RYZ801 is our novel proprietary peptide which targets GPC3 for delivery of Ac225 for the treatment of HCC.
Preclinical biodistribution studies in the liver cancer cell line HepG2 xenograft mouse models show tumor uptake and retention with low amounts of uptake in normal tissues. Tumor levels are approximately three- to 20- fold higher than the kidney at various timepoints.
In preclinical studies of HCC xenograft models, our GPC3 binding peptide showed specific tumor uptake, and significant tumor growth inhibition including regression with single doses delivering Ac225 or Lu177.
We are also developing RYZ811, which is a paired diagnostic imaging agent with the same peptide binder and chelator as RYZ801 but with Gallium 68, or Ga68, as the imaging radioisotope. We have shown uptake of our novel proprietary peptide binder in patients with HCC via investigator initiated clinical use studies using Ga68.

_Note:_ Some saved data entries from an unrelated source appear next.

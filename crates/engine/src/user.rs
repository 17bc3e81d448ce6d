//! User service: operator registration and credential checks.
//!
//! Passwords are stored as bcrypt hashes only. Hashing runs on the blocking
//! pool so it does not stall the async runtime.

use bcrypt::{DEFAULT_COST, hash, verify};
use sqlx::PgPool;
use uuid::Uuid;

use crm_common::error::AppError;
use crm_common::types::User;

pub struct UserService;

const MIN_PASSWORD_LEN: usize = 8;

impl UserService {
    /// Register a new operator account.
    pub async fn register(pool: &PgPool, email: &str, password: &str) -> Result<User, AppError> {
        let email = normalize_email(email)?;
        if password.chars().count() < MIN_PASSWORD_LEN {
            return Err(AppError::Validation(format!(
                "password must be at least {} characters",
                MIN_PASSWORD_LEN
            )));
        }

        let password = password.to_string();
        let password_hash = tokio::task::spawn_blocking(move || hash_password(&password))
            .await
            .map_err(|e| AppError::Internal(format!("password hashing aborted: {}", e)))??;

        let user: User = sqlx::query_as(
            r#"
            INSERT INTO users (id, email, password_hash)
            VALUES ($1, $2, $3)
            RETURNING *
            "#,
        )
        .bind(Uuid::new_v4())
        .bind(&email)
        .bind(&password_hash)
        .fetch_one(pool)
        .await
        .map_err(|e| match e {
            sqlx::Error::Database(db) if db.is_unique_violation() => {
                AppError::Conflict(format!("User {} already exists", email))
            }
            other => AppError::Database(other),
        })?;

        tracing::info!(user_id = %user.id, "User registered");
        Ok(user)
    }

    /// Check credentials. Unknown email and wrong password look the same to the caller.
    pub async fn authenticate(pool: &PgPool, email: &str, password: &str) -> Result<User, AppError> {
        let invalid = || AppError::Auth("Invalid email or password".to_string());
        let email = normalize_email(email).map_err(|_| invalid())?;

        let user: User = sqlx::query_as("SELECT * FROM users WHERE email = $1")
            .bind(&email)
            .fetch_optional(pool)
            .await?
            .ok_or_else(invalid)?;

        let password = password.to_string();
        let stored = user.password_hash.clone();
        let matches = tokio::task::spawn_blocking(move || verify_password(&password, &stored))
            .await
            .map_err(|e| AppError::Internal(format!("password check aborted: {}", e)))??;

        if !matches {
            tracing::warn!(user_id = %user.id, "Rejected login with wrong password");
            return Err(invalid());
        }

        Ok(user)
    }
}

/// Hash a password with bcrypt.
pub fn hash_password(password: &str) -> Result<String, AppError> {
    hash(password, DEFAULT_COST).map_err(|e| AppError::Internal(format!("Password hashing failed: {}", e)))
}

/// Compare a plain password against a stored bcrypt hash.
pub fn verify_password(password: &str, password_hash: &str) -> Result<bool, AppError> {
    verify(password, password_hash)
        .map_err(|e| AppError::Internal(format!("Password verification failed: {}", e)))
}

fn normalize_email(email: &str) -> Result<String, AppError> {
    let email = email.trim().to_lowercase();
    match email.split_once('@') {
        Some((local, domain)) if !local.is_empty() && !domain.is_empty() => Ok(email),
        _ => Err(AppError::Validation("a valid email is required".to_string())),
    }
}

We have also conducted imaging at later timepoints using low-dose Lu177 and observed tumor retention up to 196 hrs, or 8 days.
We are evaluating RYZ801 and RYZ811 in a Phase 1/1b single arm, open-label trial as a theranostic pair of RYZ811 (diagnostic) and RYZ801 (therapeutic) to identify and treat subjects with GPC3+ unresectable hepatocellular carcinoma (HCC). Details of the study can be found onĀ NCT06726161.